Sharapova blasts into history books
The Russian has rediscovered her winning touch at right time
There was only one moment here yesterday when doubt crossed Maria Sharapova's face during her quest to win the French Open title for the first time – and it came moments after completing her 6-3, 6-2 victory over Sara Errani. "Would you please welcome the runner-up," the on-court announcer said at the presentation ceremony. "Maria Sharapova!"
For a nano-second the thought seemed to cross Sharapova's mind that her victory had been a cruel dream, but Errani, an ironic smile on her face, rose to receive her trophy. The world No 24, who was the lowest ranked player to reach the final here since the rankings were launched 37 years ago, never looked capable of stopping Sharapova's quest to become the tenth woman in history to have won all four Grand Slam titles.
The Russian had too much power and too much experience of the big-match occasion for an opponent who had never gone previously gone beyond the quarter-finals of a Grand Slam tournament and had won only one match in five previous visits to Roland Garros. Four and a half years after winning her last Grand Slam title, Sharapova has completed her comeback in style, her first Roland Garros title complemented by her return to the No 1 position in tomorrow's updated world rankings list.
The 25-year-old, who has topped the list of the world's highest-earning sportswomen since 2004, hardly needs tennis given her blossoming interests in fashion and business, but has worked tirelessly after spending nine months out of the game following shoulder surgery four years ago. Just as impressively, she has learned to master clay, a surface on which she once admitted made her feel like "a cow on ice".
Sharapova described this victory as "surreal, the most unique moment I've experienced in my career". She explained: "I never thought I would have that. When I won Wimbledon at 17, I thought that would be the most treasured moment of my career, but when I fell down on my knees today I realised that this was extremely special, and even more so.
"I proved that no matter how many punches I took in my career, I've always got back up. I never made excuses for me, not to myself, not to people. I always relied on my own talent, on the help of my team. At the end of the day, that's really what gets me through and gets me up. I have a tremendous amount of belief and pride in what I do. I love my work. I love playing tennis.

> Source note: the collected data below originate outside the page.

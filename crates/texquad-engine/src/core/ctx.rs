use winit::window::{Window, WindowId};

use crate::device::{Gpu, SurfaceErrorAction};
use crate::paint::Color;
use crate::render::{RenderCtx, RenderTarget};

use super::app::AppControl;

/// Per-window handles and immutable window metadata.
pub struct WindowCtx<'a> {
    pub id:     WindowId,
    pub window: &'a Window,
}

/// Per-frame context passed to `core::App::on_frame`.
///
/// Lifetimes:
/// - `'a` is the duration of the callback invocation
/// - `'w` is the window-borrow lifetime carried by `Gpu<'w>`
pub struct FrameCtx<'a, 'w> {
    pub window: WindowCtx<'a>,
    pub gpu:    &'a mut Gpu<'w>,
}

impl<'a, 'w> FrameCtx<'a, 'w> {
    /// Clears the surface with `clear`, calls `draw` with a ready [`RenderCtx`] and
    /// [`RenderTarget`], then presents the frame.
    ///
    /// Surface errors skip the frame, except fatal ones which return
    /// [`AppControl::Exit`].
    pub fn render<F>(&mut self, clear: Color, draw: F) -> AppControl
    where
        F: FnOnce(&RenderCtx<'_>, &mut RenderTarget<'_>),
    {
        let mut frame = match self.gpu.begin_frame() {
            Ok(f) => f,
            Err(err) => {
                log::debug!("failed to acquire surface texture: {err}");
                let action = self.gpu.handle_surface_error(err);
                if action == SurfaceErrorAction::Fatal {
                    log::error!("surface error is unrecoverable; closing");
                    return AppControl::Exit;
                }
                return AppControl::Continue;
            }
        };

        let clear = clear.to_wgpu(self.gpu.surface_format().is_srgb());

        let (color_view, resolve_target) = match &frame.msaa_view {
            Some(msaa) => (msaa, Some(&frame.view)),
            None => (&frame.view, None),
        };

        // Clear pass; dropped before the encoder is moved into submit().
        {
            let _rpass = frame.encoder.begin_render_pass(&wgpu::RenderPassDescriptor {
                label: Some("texquad clear"),
                color_attachments: &[Some(wgpu::RenderPassColorAttachment {
                    view:           color_view,
                    resolve_target,
                    ops: wgpu::Operations {
                        load:  wgpu::LoadOp::Clear(clear),
                        store: wgpu::StoreOp::Store,
                    },
                    depth_slice: None,
                })],
                depth_stencil_attachment: None,
                timestamp_writes:         None,
                occlusion_query_set:      None,
                multiview_mask:           None,
            });
        }

        let rctx = RenderCtx::new(
            self.gpu.device(),
            self.gpu.queue(),
            self.gpu.surface_format(),
            self.gpu.sample_count(),
        );

        // RenderTarget borrows frame.encoder; dropped before submit() takes frame.
        {
            let mut target =
                RenderTarget::new(&mut frame.encoder, color_view, resolve_target);
            draw(&rctx, &mut target);
        }

        self.window.window.pre_present_notify();
        self.gpu.submit(frame);

        AppControl::Continue
    }
}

"I could have said: 'I don't need this. I have money. I have fame. I have victories. I have Grand Slams'. But when your love for something is bigger than all those things, you continue to keep getting up in the morning when it's freezing outside."
Now the Russian would love nothing more than to win her second Wimbledon title in four weekends' time. Asked if winning here might give her inspiration at the All England Club, Sharapova said: "What do you think? I'm going to retire? This is going to give me so much motivation."

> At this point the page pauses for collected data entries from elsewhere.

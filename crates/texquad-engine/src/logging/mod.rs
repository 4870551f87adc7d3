//! Logging utilities.
//!
//! Centralizes logger initialization behind the standard `log` facade.

mod init;

pub use init::{init_logging, LoggingConfig};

Errani, who will jump 14 places to No 10 tomorrow, has proved herself a great battler over the last fortnight, but the 5ft 4in Italian was all too often overpowered by the 6ft 2in Russian, who belted 37 winners to Errani's 12.

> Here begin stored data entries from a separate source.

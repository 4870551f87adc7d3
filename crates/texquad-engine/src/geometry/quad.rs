use wgpu::util::DeviceExt;

use crate::shader::ShaderProgram;

/// Clip-space positions, `x, y` per vertex, in triangle-strip order.
#[rustfmt::skip]
pub const QUAD_POSITIONS: [f32; 8] = [
     1.0,  1.0,
    -1.0,  1.0,
     1.0, -1.0,
    -1.0, -1.0,
];

/// Texture coordinates, `u, v` per vertex; `v = 0` is the first image row.
#[rustfmt::skip]
pub const QUAD_TEX_COORDS: [f32; 8] = [
    1.0, 0.0,
    0.0, 0.0,
    1.0, 1.0,
    0.0, 1.0,
];

pub const QUAD_VERTEX_COUNT: u32 = 4;
pub const QUAD_TOPOLOGY: wgpu::PrimitiveTopology = wgpu::PrimitiveTopology::TriangleStrip;

/// Vertex input names looked up on the program.
pub const POSITION_ATTRIBUTE: &str = "position";
pub const TEX_COORD_ATTRIBUTE: &str = "tex_coord";

const COMPONENTS: usize = 2;
const STRIDE: u64 = (COMPONENTS * std::mem::size_of::<f32>()) as u64;

/// Attribute bindings of the two buffer slots, resolved against a program.
///
/// A slot whose name the program does not declare carries no attribute; the
/// buffer is still bound so slot indices stay fixed.
#[derive(Debug, Copy, Clone, PartialEq)]
pub struct QuadAttributes {
    pub position: Option<wgpu::VertexAttribute>,
    pub tex_coord: Option<wgpu::VertexAttribute>,
}

impl QuadAttributes {
    pub fn resolve(program: &ShaderProgram) -> Self {
        Self {
            position: resolve_attribute(program, POSITION_ATTRIBUTE),
            tex_coord: resolve_attribute(program, TEX_COORD_ATTRIBUTE),
        }
    }

    /// Layouts for slot 0 (position) and slot 1 (texture coordinate).
    pub fn layouts(&self) -> [wgpu::VertexBufferLayout<'_>; 2] {
        [
            slot_layout(self.position.as_slice()),
            slot_layout(self.tex_coord.as_slice()),
        ]
    }
}

fn resolve_attribute(program: &ShaderProgram, name: &str) -> Option<wgpu::VertexAttribute> {
    let Some(shader_location) = program.attribute_location(name) else {
        log::warn!("vertex attribute `{name}` is not used by the shader program");
        return None;
    };
    Some(wgpu::VertexAttribute {
        format: wgpu::VertexFormat::Float32x2,
        offset: 0,
        shader_location,
    })
}

fn slot_layout(attributes: &[wgpu::VertexAttribute]) -> wgpu::VertexBufferLayout<'_> {
    wgpu::VertexBufferLayout {
        array_stride: STRIDE,
        step_mode: wgpu::VertexStepMode::Vertex,
        attributes,
    }
}

/// GPU-side quad: one buffer per attribute, immutable after upload.
pub struct QuadGeometry {
    attributes: QuadAttributes,
    positions: wgpu::Buffer,
    tex_coords: wgpu::Buffer,
}

impl QuadGeometry {
    /// Uploads both attribute buffers and resolves their locations on `program`.
    pub fn new(device: &wgpu::Device, program: &ShaderProgram) -> Self {
        let positions = device.create_buffer_init(&wgpu::util::BufferInitDescriptor {
            label: Some("texquad position vbo"),
            contents: bytemuck::cast_slice(&QUAD_POSITIONS),
            usage: wgpu::BufferUsages::VERTEX,
        });

        let tex_coords = device.create_buffer_init(&wgpu::util::BufferInitDescriptor {
            label: Some("texquad texcoord vbo"),
            contents: bytemuck::cast_slice(&QUAD_TEX_COORDS),
            usage: wgpu::BufferUsages::VERTEX,
        });

        Self {
            attributes: QuadAttributes::resolve(program),
            positions,
            tex_coords,
        }
    }

    pub fn attributes(&self) -> &QuadAttributes {
        &self.attributes
    }

    /// Binds both buffers to slots 0 and 1.
    pub fn bind(&self, rpass: &mut wgpu::RenderPass<'_>) {
        rpass.set_vertex_buffer(0, self.positions.slice(..));
        rpass.set_vertex_buffer(1, self.tex_coords.slice(..));
    }
}

#[cfg(test)]
mod tests {
    use super::*;

    const VERTEX: &str = r#"
struct VertexOutput {
    @builtin(position) clip_position: vec4<f32>,
    @location(0) uv: vec2<f32>,
}

@vertex
fn vs_main(@location(2) tex_coord: vec2<f32>, @location(5) position: vec2<f32>) -> VertexOutput {
    var out: VertexOutput;
    out.clip_position = vec4<f32>(position, 0.0, 1.0);
    out.uv = tex_coord;
    return out;
}
"#;

    const FRAGMENT: &str = r#"
@fragment
fn fs_main(@location(0) uv: vec2<f32>) -> @location(0) vec4<f32> {
    return vec4<f32>(uv, 0.0, 1.0);
}
"#;

    #[test]
    fn buffers_hold_four_two_component_vertices() {
        assert_eq!(QUAD_POSITIONS.len(), QUAD_VERTEX_COUNT as usize * COMPONENTS);
        assert_eq!(QUAD_TEX_COORDS.len(), QUAD_VERTEX_COUNT as usize * COMPONENTS);
        assert_eq!(STRIDE, 8);
    }

    #[test]
    fn strip_covers_clip_space_corners() {
        let corners: Vec<(f32, f32)> = QUAD_POSITIONS.chunks_exact(2).map(|p| (p[0], p[1])).collect();
        for corner in [(1.0, 1.0), (-1.0, 1.0), (1.0, -1.0), (-1.0, -1.0)] {
            assert!(corners.contains(&corner));
        }
    }

    #[test]
    fn top_of_screen_samples_first_image_row() {
        for (pos, uv) in QUAD_POSITIONS.chunks_exact(2).zip(QUAD_TEX_COORDS.chunks_exact(2)) {
            let expected_v = if pos[1] > 0.0 { 0.0 } else { 1.0 };
            assert_eq!(uv[1], expected_v);
        }
    }

    #[test]
    fn locations_come_from_the_program() {
        let program = ShaderProgram::from_sources(VERTEX, FRAGMENT);
        assert!(program.is_linked());

        let attrs = QuadAttributes::resolve(&program);
        assert_eq!(attrs.position.map(|a| a.shader_location), Some(5));
        assert_eq!(attrs.tex_coord.map(|a| a.shader_location), Some(2));

        let [pos, uv] = attrs.layouts();
        assert_eq!(pos.array_stride, 8);
        assert_eq!(pos.attributes.len(), 1);
        assert_eq!(uv.attributes[0].format, wgpu::VertexFormat::Float32x2);
    }

    #[test]
    fn buffers_are_uploaded_for_the_program() {
        let (device, _queue) = wgpu::Device::noop(&wgpu::DeviceDescriptor::default());
        let program = ShaderProgram::from_sources(VERTEX, FRAGMENT);

        let geometry = QuadGeometry::new(&device, &program);
        assert_eq!(geometry.positions.size(), STRIDE * QUAD_VERTEX_COUNT as u64);
        assert_eq!(geometry.tex_coords.size(), STRIDE * QUAD_VERTEX_COUNT as u64);
        assert!(geometry.positions.usage().contains(wgpu::BufferUsages::VERTEX));
        assert_eq!(geometry.attributes(), &QuadAttributes::resolve(&program));
    }

    #[test]
    fn unknown_attribute_leaves_slot_empty() {
        let vertex = "@vertex fn vs_main(@location(0) position: vec2<f32>) -> @builtin(position) vec4<f32> { return vec4<f32>(position, 0.0, 1.0); }";
        let fragment = "@fragment fn fs_main() -> @location(0) vec4<f32> { return vec4<f32>(1.0); }";
        let program = ShaderProgram::from_sources(vertex, fragment);

        let attrs = QuadAttributes::resolve(&program);
        assert!(attrs.position.is_some());
        assert!(attrs.tex_coord.is_none());
        assert!(attrs.layouts()[1].attributes.is_empty());
    }
}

When Sharapova raced into a 4-0 lead there were fears that this might be as one-sided as some other recent women's Grand Slam finals, but Errani demonstrated her fighting spirit, even if it took double faults by the Russian in one game to launch her comeback. Errani recovered to 4-2 and saved two set points when serving at 2-5, but Sharapova was not to be denied, converting her third set point in the following game by cracking a backhand winner down the line.
The second set followed a similar pattern. Sharapova again took the initiative, breaking serve in the opening game, before Errani demonstrated some resilience. Sharapova broke serve for the fifth and final time to serve for the match at 5-2, though once more her opponent refused to lie down.
A superb forehand winner by Sharapova when at full stretch set up the first match point, which she failed to convert by hitting a forehand long. An ace created a second, which Errani saved with an audacious drop shot. The crowd, who were warming to the contest, broke into a chant of "Sara! Sara!" Sharapova, however, moved to match point number three with another ace and this time Errani's attempted drop shot fell into the net.
Sharapova sank to her knees and held her head in her hands before looking around in apparent disbelief. The Russian's post-match celebrations often seem choreographed, but on this occasion she could not stop jumping up and down in a show of pure joy. Her journey back to the top has been long and difficult, but this made it all worthwhile.